Analysts at Mizuho highlighted the company’s consecutive annual margin growth, approximately 15 percentage points for two years straight, as a noteworthy achievement. While the company currently maintains a gross profit margin of 32.7%, they anticipate this trend to continue, projecting a further 7 percentage point improvement in margins year-over-year for fiscal year 2025.
The positive outlook is supported by Bilibili’s robust ecosystem, a continuous supply of premium content, and a highly engaged user base.
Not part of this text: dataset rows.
use std::rc::Rc;

use chart::curve::format_number;
use chart::hover::{client_to_plot_x, tooltip_position, HoverEvent, HoverState};
use chart::scene::{Primitive, Style, FOCUS_COLOR, FOCUS_RADIUS};
use chart::{TimelineModel, TimelineView};
use gloo_events::EventListener;
use wasm_bindgen::JsCast;
use web_sys::{Element, MouseEvent};
use yew::prelude::*;

#[derive(Properties, PartialEq)]
pub struct ForecastTimelineChartProps {
    pub view: Rc<TimelineView>,
}

/// Hover overlay state. `last_index` survives a pointer leave so the hidden
/// marker keeps its place.
#[derive(Clone, Debug, Default, PartialEq)]
struct Overlay {
    state: HoverState,
    last_index: Option<usize>,
    tooltip: (f64, f64),
}

enum OverlayAction {
    Move { index: Option<usize>, tooltip: (f64, f64) },
    Leave,
    Reset,
}

impl Reducible for Overlay {
    type Action = OverlayAction;

    fn reduce(self: Rc<Self>, action: Self::Action) -> Rc<Self> {
        match action {
            OverlayAction::Move { index: None, .. } => self,
            OverlayAction::Move { index: Some(index), tooltip } => Rc::new(Overlay {
                state: self.state.next(HoverEvent::PointerMove(Some(index))),
                last_index: Some(index),
                tooltip,
            }),
            OverlayAction::Leave => Rc::new(Overlay {
                state: self.state.next(HoverEvent::PointerLeave),
                ..(*self).clone()
            }),
            OverlayAction::Reset => Rc::new(Overlay::default()),
        }
    }
}

/// Pointer position over the chart: resolved series index and tooltip anchor.
fn pointer_target(
    event: &MouseEvent,
    model: &TimelineModel,
    svg: &Element,
    container: &Element,
) -> (Option<usize>, (f64, f64)) {
    let scene = model.scene();
    let (client_x, client_y) = (event.client_x() as f64, event.client_y() as f64);

    let svg_rect = svg.get_bounding_client_rect();
    let plot_x = client_to_plot_x(
        client_x,
        svg_rect.left(),
        svg_rect.width(),
        scene.width,
        scene.margins.left,
    );

    let container_rect = container.get_bounding_client_rect();
    let tooltip = tooltip_position(client_x - container_rect.left(), client_y - container_rect.top());

    (model.resolve_index(plot_x), tooltip)
}

#[function_component(ForecastTimelineChart)]
pub fn forecast_timeline_chart(props: &ForecastTimelineChartProps) -> Html {
    let container_ref = use_node_ref();
    let svg_ref = use_node_ref();
    let overlay_ref = use_node_ref();
    let overlay = use_reducer(Overlay::default);

    // Listeners belong to the current view: dropping them on change or unmount
    // detaches them before the next ones are attached.
    {
        let dispatcher = overlay.dispatcher();
        let container_ref = container_ref.clone();
        let svg_ref = svg_ref.clone();
        let overlay_ref = overlay_ref.clone();

        use_effect_with(props.view.clone(), move |view| {
            dispatcher.dispatch(OverlayAction::Reset);

            let listeners = overlay_ref
                .cast::<Element>()
                .filter(|_| view.is_ready())
                .map(|target| {
                    log::debug!("Attaching forecast chart hover listeners");
                    let on_move = {
                        let view = view.clone();
                        let dispatcher = dispatcher.clone();
                        EventListener::new(&target, "mousemove", move |event| {
                            let (Some(model), Some(event)) = (view.model(), event.dyn_ref::<MouseEvent>())
                            else {
                                return;
                            };
                            let (Some(svg), Some(container)) =
                                (svg_ref.cast::<Element>(), container_ref.cast::<Element>())
                            else {
                                return;
                            };
                            let (index, tooltip) = pointer_target(event, model, &svg, &container);
                            dispatcher.dispatch(OverlayAction::Move { index, tooltip });
                        })
                    };
                    let on_leave = EventListener::new(&target, "mouseleave", move |_| {
                        dispatcher.dispatch(OverlayAction::Leave);
                    });
                    (on_move, on_leave)
                });

            move || {
                if listeners.is_some() {
                    log::trace!("Releasing forecast chart hover listeners");
                }
                drop(listeners);
            }
        });
    }

    let Some(model) = props.view.model() else {
        return html! {};
    };
    let scene = model.scene();
    let visible = overlay.state.is_visible();
    let focus = overlay.last_index.and_then(|index| model.focus(index));

    let view_box = format!("0 0 {} {}", format_number(scene.width), format_number(scene.height));
    let aspect = format!("aspect-ratio: {} / {};", format_number(scene.width), format_number(scene.height));
    let translate = format!(
        "translate({},{})",
        format_number(scene.margins.left),
        format_number(scene.margins.top)
    );
    let clip_url = format!("url(#{})", scene.clip_id);
    let inner_width = format_number(scene.inner_width);
    let inner_height = format_number(scene.inner_height);

    let (focus_x, focus_y) = focus.as_ref().map(|f| (f.x, f.y)).unwrap_or_default();
    let tooltip_style = format!(
        "left: {}px; top: {}px; opacity: {};",
        format_number(overlay.tooltip.0),
        format_number(overlay.tooltip.1),
        if visible { 1 } else { 0 }
    );

    html! {
        <div ref={container_ref} class="relative w-full">
            <svg ref={svg_ref} class="w-full h-auto" style={aspect} viewBox={view_box} role="img">
                <defs>
                    <clipPath id={scene.clip_id.clone()}>
                        <rect width={inner_width.clone()} height={inner_height.clone()} />
                    </clipPath>
                </defs>
                <g transform={translate}>
                    { for scene.axes.iter().map(primitive_html) }
                    <g clip-path={clip_url}>
                        { for scene.series.iter().map(primitive_html) }
                    </g>
                    <circle
                        cx={format_number(focus_x)}
                        cy={format_number(focus_y)}
                        r={format_number(FOCUS_RADIUS)}
                        fill={FOCUS_COLOR}
                        opacity={if visible { "1" } else { "0" }}
                        pointer-events="none"
                    />
                    <rect ref={overlay_ref} width={inner_width} height={inner_height} fill="transparent" />
                </g>
            </svg>
            <div
                class="absolute pointer-events-none rounded-xl border border-neutral-800 bg-neutral-950/95 px-4 py-3 text-xs text-white shadow-2xl transition-opacity"
                style={tooltip_style}
            >
                {
                    if let Some(focus) = focus {
                        html! {
                            <>
                                <div class="font-semibold mb-1.5">{&focus.tooltip.label}</div>
                                <div>{"Health: "}<strong>{focus.tooltip.health_display()}</strong></div>
                                <div>{"Stability: "}{focus.tooltip.stability_display()}</div>
                            </>
                        }
                    } else {
                        html! {}
                    }
                }
            </div>
        </div>
    }
}

/// SVG presentation attributes of a primitive.
struct Paint {
    fill: &'static str,
    stroke: Option<&'static str>,
    stroke_width: Option<String>,
    dash: Option<&'static str>,
    opacity: Option<String>,
    font_size: Option<String>,
}

impl From<&Style> for Paint {
    fn from(style: &Style) -> Self {
        Self {
            fill: style.fill.unwrap_or("none"),
            stroke: style.stroke,
            stroke_width: style.stroke.map(|_| format_number(style.stroke_width)),
            dash: style.dash,
            opacity: (style.opacity < 1.0).then(|| format_number(style.opacity)),
            font_size: style.font_size.map(format_number),
        }
    }
}

fn primitive_html(primitive: &Primitive) -> Html {
    match primitive {
        Primitive::Line { x1, y1, x2, y2, style, .. } => {
            let paint = Paint::from(style);
            html! {
                <line
                    x1={format_number(*x1)}
                    y1={format_number(*y1)}
                    x2={format_number(*x2)}
                    y2={format_number(*y2)}
                    stroke={paint.stroke}
                    stroke-width={paint.stroke_width}
                    opacity={paint.opacity}
                />
            }
        }
        Primitive::Path { d, style, .. } => {
            let paint = Paint::from(style);
            html! {
                <path
                    d={d.clone()}
                    fill={paint.fill}
                    stroke={paint.stroke}
                    stroke-width={paint.stroke_width}
                    stroke-dasharray={paint.dash}
                    opacity={paint.opacity}
                />
            }
        }
        Primitive::Circle { cx, cy, r, style, .. } => {
            let paint = Paint::from(style);
            html! {
                <circle
                    cx={format_number(*cx)}
                    cy={format_number(*cy)}
                    r={format_number(*r)}
                    fill={paint.fill}
                    stroke={paint.stroke}
                    stroke-width={paint.stroke_width}
                />
            }
        }
        Primitive::Rect { x, y, width, height, style, .. } => {
            let paint = Paint::from(style);
            html! {
                <rect
                    x={format_number(*x)}
                    y={format_number(*y)}
                    width={format_number(*width)}
                    height={format_number(*height)}
                    fill={paint.fill}
                    opacity={paint.opacity}
                />
            }
        }
        Primitive::Text { x, y, content, anchor, rotate, style, .. } => {
            let paint = Paint::from(style);
            let transform = rotate.map(|degrees| format!("rotate({})", format_number(degrees)));
            html! {
                <text
                    x={format_number(*x)}
                    y={format_number(*y)}
                    text-anchor={anchor.as_str()}
                    transform={transform}
                    fill={paint.fill}
                    font-size={paint.font_size}
                >
                    {content.clone()}
                </text>
            }
        }
    }
}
These factors are expected to drive mid-teen percentage revenue growth for the company, with InvestingPro forecasting 19% revenue growth for FY2025. Based on these projections, Mizuho has also raised its FY26 EBITDA estimates by 8%, reflecting a more optimistic margin forecast.
The revised price target of $26 is based on an increased 12 times multiple of the firm’s updated FY26E EBITDA, up from the prior 10 times multiple. This valuation adjustment aligns with the historical EBITDA multiple range for Bilibili, which spans from 7 to 20 times. Mizuho’s analysis suggests a strong financial future for Bilibili, backed by solid user engagement and content strategies. For deeper insights into Bilibili’s valuation metrics and over 30 key financial indicators, check out the comprehensive Pro Research Report available exclusively on InvestingPro.
In other recent news, Bilibili is preparing for its upcoming fourth-quarter 2024 earnings report, with Citi analysts maintaining a Neutral rating while adjusting the price target to $20.50 from $22.00. Citi forecasts that Bilibili’s revenue and adjusted earnings will align with Bloomberg’s consensus for the quarter. The company’s gaming revenue is expected to remain stable, although advertising growth might see a slight deceleration due to tougher year-over-year comparisons. Despite this, advertising is anticipated to remain a primary growth driver. Meanwhile, Bernstein has retained its Market Perform rating on Bilibili, with a price target of $18.00, citing the company’s unexpected performance, largely due to its Three Kingdoms strategy game. However, Bernstein notes that peak billings for the game are now behind, and fourth-quarter ad growth fell short of expectations. Both firms highlight that Bilibili’s stock is trading at significant multiples of its projected 2025 and 2026 earnings, which may present challenges for investors. As the company navigates these developments, analysts have opted to maintain a neutral stance on Bilibili’s stock.